= Victor Eyles =

British geologist & science historian (1895–1978)

Dr Victor Ambrose Eyles FRSE FGS (1895-1978) was a British geologist and science historian. He was the founder of the Society for the Bibliography of Natural History in 1936. Joan Eyles, his wife, donated the Eyles Collection, their collection of papers on the history and practice of geology, to the University of Bristol.

==Life==

Eyles was born in Bristol on 10 October 1895 the son of Willam Henry Eyles (in 1928 Lord Mayor of Bristol). He attended Fairfield School, then enrolled in Bristol University, but his studies were interrupted by the war.

In the First World War he served in the Gas Brigade within the Royal Engineers, and was wounded on active duty in France in 1916. Upon recovery he rejoined in a new regiment: the Royal Flying Corps where he served as an Observer in the Kite Balloon section until 1919. He returned to Bristol and graduated BSc in the summer of 1920.

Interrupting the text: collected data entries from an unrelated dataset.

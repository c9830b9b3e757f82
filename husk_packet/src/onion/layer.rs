/*! One decrypted onion layer.
*/

use serde::{Deserialize, Serialize};

use crate::hop_address::HopAddress;
use crate::onion::errors::MalformedLayerError;

/** Contents of one onion layer after decryption.

Serialized form is canonical JSON with a `nextHop` object and a `payload`
string:

```text
{"nextHop":{"host":"127.0.0.1","port":9002},"payload":"<inner onion message>"}
{"nextHop":null,"payload":"<plaintext>"}
```

`nextHop` absent or `null` marks the exit layer, whose `payload` is the
original plaintext. Otherwise `payload` is the serialized onion message
for the relay at `nextHop`, opaque to the current hop.
*/
#[derive(Clone, Debug, Eq, PartialEq, Serialize, Deserialize)]
pub struct Layer {
    /// Address of the successor relay, or `None` on the exit layer.
    #[serde(rename = "nextHop", default)]
    pub next_hop: Option<HopAddress>,
    /// Nested onion message, or the plaintext at the exit.
    pub payload: String,
}

impl Layer {
    /// Serialize to the canonical JSON encoding.
    pub fn to_json(&self) -> String {
        serde_json::to_string(self).unwrap()
    }

    /// Parse from the canonical JSON encoding.
    pub fn from_json(s: &str) -> Result<Layer, MalformedLayerError> {
        serde_json::from_str(s).map_err(MalformedLayerError)
    }
}
/*! Errors enum for onion layer packets.
*/

use base64::DecodeError as Base64Error;
use thiserror::Error;

use husk_crypto::InvalidPaddingError;

/// Error that can happen when decrypting one onion layer.
///
/// Covers accidental corruption and adversarial tampering alike; the two
/// are indistinguishable because the cipher mode carries no integrity
/// check.
#[derive(Clone, Debug, Eq, PartialEq, Error)]
pub enum DecryptionError {
    /// The wire form has no `:` separator between IV and ciphertext.
    #[error("Onion message has no ':' separator")]
    MissingSeparator,
    /// IV or ciphertext is not valid base64.
    #[error("Invalid base64: {0}")]
    Base64(Base64Error),
    /// Decoded IV is not exactly `IV_SIZE` bytes.
    #[error("Invalid IV length: {} bytes", len)]
    InvalidIvLength {
        /// Length of the decoded IV.
        len: usize,
    },
    /// Ciphertext length is not a multiple of the cipher block size, or
    /// its padding is invalid after decryption.
    #[error("Invalid ciphertext padding")]
    InvalidPadding,
    /// Decrypted bytes are not valid UTF-8. Happens when tampered or
    /// wrong-key ciphertext passes the padding check by chance.
    #[error("Decrypted payload is not valid UTF-8")]
    InvalidUtf8,
}

impl From<Base64Error> for DecryptionError {
    fn from(error: Base64Error) -> DecryptionError {
        DecryptionError::Base64(error)
    }
}

impl From<InvalidPaddingError> for DecryptionError {
    fn from(_: InvalidPaddingError) -> DecryptionError {
        DecryptionError::InvalidPadding
    }
}

/// Error that can happen when decrypted plaintext does not parse into a
/// valid layer record: not JSON at all, missing `payload`, or a `nextHop`
/// without `host` or `port`.
#[derive(Debug, Error)]
#[error("Deserialize layer error: {0}")]
pub struct MalformedLayerError(pub serde_json::Error);

/// Error that can happen when calling `get_payload` of an onion message.
#[derive(Debug, Error)]
pub enum GetPayloadError {
    /// The layer could not be decrypted.
    #[error("Decrypt payload error: {0}")]
    Decryption(#[from] DecryptionError),
    /// The decrypted plaintext is not a valid layer.
    #[error("Deserialize payload error: {0}")]
    MalformedLayer(#[from] MalformedLayerError),
}
/*! Codec for reading one onion message per connection in terms of tokio-io.

Framing between hops is "read until stream end": bytes buffer until the
peer closes the connection, and the whole body parses as a single message.
There is no length prefix, no version marker and no multi-message
pipelining per connection.
*/

use std::io::Error as IoError;
use std::str;

use bytes::BytesMut;
use thiserror::Error;
use tokio_util::codec::{Decoder, Encoder};

use husk_packet::onion::{DecryptionError, OnionMessage};

/// A serialized onion message should be not longer than 1 MiB. This only
/// bounds the per-connection read buffer; it is not message framing.
pub const MAX_ONION_MESSAGE_SIZE: usize = 1024 * 1024;

/// Error that can happen when decoding an `OnionMessage` from bytes.
#[derive(Debug, Error)]
pub enum DecodeError {
    /// Error indicates that we received too big message.
    #[error("Message should not be longer than {} bytes: {} bytes", MAX_ONION_MESSAGE_SIZE, len)]
    TooBigMessage {
        /// Number of bytes received so far.
        len: usize,
    },
    /// Received bytes are not valid UTF-8.
    #[error("Message is not valid UTF-8")]
    InvalidUtf8,
    /// Received text is not a valid onion message.
    #[error("Deserialize OnionMessage error: {0}")]
    Deserialize(DecryptionError),
    /// General IO error that can happen with a TCP socket.
    #[error("IO error: {0}")]
    Io(#[from] IoError),
}

/// Error that can happen when encoding an `OnionMessage` to bytes.
#[derive(Debug, Error)]
pub enum EncodeError {
    /// General IO error that can happen with a TCP socket.
    #[error("IO error: {0}")]
    Io(#[from] IoError),
}

/// Struct to use for (de)serializing onion messages over one connection.
#[derive(Clone, Debug, Default)]
pub struct OnionCodec;

impl Decoder for OnionCodec {
    type Item = OnionMessage;
    type Error = DecodeError;

    fn decode(&mut self, buf: &mut BytesMut) -> Result<Option<OnionMessage>, DecodeError> {
        // The body only ends when the peer closes the connection; until
        // then just bound the buffer.
        if buf.len() > MAX_ONION_MESSAGE_SIZE {
            return Err(DecodeError::TooBigMessage { len: buf.len() });
        }

        Ok(None)
    }

    fn decode_eof(&mut self, buf: &mut BytesMut) -> Result<Option<OnionMessage>, DecodeError> {
        if buf.is_empty() {
            return Ok(None);
        }
        if buf.len() > MAX_ONION_MESSAGE_SIZE {
            return Err(DecodeError::TooBigMessage { len: buf.len() });
        }

        let body = buf.split_to(buf.len());
        let text = str::from_utf8(&body).map_err(|_| DecodeError::InvalidUtf8)?;
        // A trailing newline appears when messages are piped in from shell
        // tools; it is not part of the body.
        let message = text
            .trim_end()
            .parse()
            .map_err(DecodeError::Deserialize)?;

        Ok(Some(message))
    }
}

impl Encoder<OnionMessage> for OnionCodec {
    type Error = EncodeError;

    fn encode(&mut self, message: OnionMessage, buf: &mut BytesMut) -> Result<(), EncodeError> {
        buf.extend_from_slice(message.to_string().as_bytes());
        Ok(())
    }
}

#[cfg(test)]
mod tests {
    use rand::thread_rng;

    use husk_crypto::LayerKey;
    use husk_packet::onion::Layer;

    use super::*;

    fn test_message() -> OnionMessage {
        OnionMessage::new(&mut thread_rng(), &LayerKey::from([42; 32]), &Layer {
            next_hop: None,
            payload: "Hello from the client!".to_owned(),
        })
    }

    #[test]
    fn encode_decode() {
        let message = test_message();
        let mut codec = OnionCodec;
        let mut buf = BytesMut::new();

        codec.encode(message.clone(), &mut buf).expect("should encode");

        // Mid-stream nothing decodes; the message is only complete at EOF.
        assert!(codec.decode(&mut buf).unwrap().is_none());
        let res = codec.decode_eof(&mut buf).unwrap().expect("should decode");
        assert_eq!(res, message);

        // The buffer is consumed; the connection yields exactly one message.
        assert!(codec.decode_eof(&mut buf).unwrap().is_none());
    }

    #[test]
    fn decode_empty_connection() {
        let mut codec = OnionCodec;
        let mut buf = BytesMut::new();
        assert!(codec.decode_eof(&mut buf).unwrap().is_none());
    }

    #[test]
    fn decode_trailing_newline() {
        let message = test_message();
        let mut codec = OnionCodec;
        let mut buf = BytesMut::new();
        buf.extend_from_slice(format!("{}\n", message).as_bytes());

        let res = codec.decode_eof(&mut buf).unwrap().expect("should decode");
        assert_eq!(res, message);
    }

    #[test]
    fn decode_garbage() {
        let mut codec = OnionCodec;
        let mut buf = BytesMut::new();
        buf.extend_from_slice(b"not an onion message");

        let res = codec.decode_eof(&mut buf);
        assert!(matches!(
            res,
            Err(DecodeError::Deserialize(DecryptionError::MissingSeparator)),
        ));
    }

    #[test]
    fn decode_invalid_utf8() {
        let mut codec = OnionCodec;
        let mut buf = BytesMut::new();
        buf.extend_from_slice(b"\xff\xfe\xfd");

        assert!(matches!(codec.decode_eof(&mut buf), Err(DecodeError::InvalidUtf8)));
    }

    #[test]
    fn decode_message_too_big() {
        let mut codec = OnionCodec;
        let mut buf = BytesMut::new();
        buf.extend_from_slice(&vec![b'A'; MAX_ONION_MESSAGE_SIZE + 1]);

        assert!(matches!(
            codec.decode(&mut buf),
            Err(DecodeError::TooBigMessage { len }) if len == MAX_ONION_MESSAGE_SIZE + 1,
        ));
    }
}
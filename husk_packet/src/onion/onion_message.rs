/*! OnionMessage packet with one encrypted Layer payload.
*/

use std::fmt;
use std::str::FromStr;

use base64::engine::general_purpose::STANDARD as BASE64;
use base64::Engine as _;
use rand::{CryptoRng, Rng};

use husk_crypto::{decrypt_layer, encrypt_layer, gen_iv, Iv, LayerKey};

use crate::onion::errors::{DecryptionError, GetPayloadError};
use crate::onion::layer::Layer;

/** One fully encrypted onion layer as it travels between hops.

Wire form is text:

```text
base64(iv) + ":" + base64(ciphertext)
```

with no length prefix, no version marker and no authentication tag. The
payload of an intermediate layer, once decrypted and parsed, exposes the
next `OnionMessage`; at the exit hop it exposes the original plaintext.
*/
#[derive(Clone, Debug, Eq, PartialEq)]
pub struct OnionMessage {
    /// IV the payload was encrypted with.
    pub iv: Iv,
    /// Encrypted serialized `Layer`.
    pub ciphertext: Vec<u8>,
}

impl OnionMessage {
    /** Create new `OnionMessage` object by encrypting a `Layer` under one
    relay's key.

    A fresh random IV is drawn for every call; IVs are never reused.
    */
    pub fn new<R: Rng + CryptoRng>(rng: &mut R, key: &LayerKey, payload: &Layer) -> OnionMessage {
        let iv = gen_iv(rng);
        let ciphertext = encrypt_layer(key, &iv, payload.to_json().as_bytes());
        OnionMessage { iv, ciphertext }
    }

    /** Decrypt payload and try to parse it as `Layer`.

    Returns `Error` in case of failure:

    - fails to decrypt
    - fails to parse as `Layer`
    */
    pub fn get_payload(&self, key: &LayerKey) -> Result<Layer, GetPayloadError> {
        let decrypted = decrypt_layer(key, &self.iv, &self.ciphertext)
            .map_err(DecryptionError::from)?;
        let plaintext = String::from_utf8(decrypted)
            .map_err(|_| DecryptionError::InvalidUtf8)?;
        Ok(Layer::from_json(&plaintext)?)
    }
}

impl fmt::Display for OnionMessage {
    fn fmt(&self, f: &mut fmt::Formatter) -> fmt::Result {
        write!(f, "{}:{}", BASE64.encode(self.iv), BASE64.encode(&self.ciphertext))
    }
}

impl FromStr for OnionMessage {
    type Err = DecryptionError;

    fn from_str(s: &str) -> Result<OnionMessage, DecryptionError> {
        let (iv, ciphertext) = s.split_once(':').ok_or(DecryptionError::MissingSeparator)?;
        let iv = BASE64.decode(iv)?;
        let iv: Iv = iv
            .try_into()
            .map_err(|iv: Vec<u8>| DecryptionError::InvalidIvLength { len: iv.len() })?;
        let ciphertext = BASE64.decode(ciphertext)?;
        Ok(OnionMessage { iv, ciphertext })
    }
}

He then joined the Geological Survey of Britain as a professional Geologist. He moved to Edinburgh in 1935. In 1939 he was elected a Fellow of the Royal Society of Edinburgh. His proposers were Murray Macgregor, William Thomas Gordon, Edward Battersby Bailey, John Baird Simpson, and David Haldane. He won the Sopciety’s Bruce-Preller Prize in 1961.

In the Second World War he was sent to Northern Ireland to assess bauxite deposits in relation to military needs.

In 1945 he became District Geologist. In 1947 he was a co-founder of the British Society for the History of Science (BSHS). He retired in 1955 and moved to the Cotswolds firstly to Milton-under-Wychwood then in 1962 to Great Rissington.

In 1955 he was awarded an honorary doctorate (DSc) by Bristol University.

He died on 8 March 1978 following a short illness.

==Publications==

- The Economic Geology of the Ayrshire Coalfields (1930)
- The Geology of Central Ayrshire (1949)
- System of the Earth 1785 (1970) co-author with James Hutton and G W White

==Family==

In October 1931 he married fellow geologist Joan Mary Briggs (1907–1986). Joan was an expert on William Smith, a founding father of geology. On her death she bequeathed a huge collection of books, papers, and maps relating to geology to the University of Bristol, thereafter called the Eyles Collection.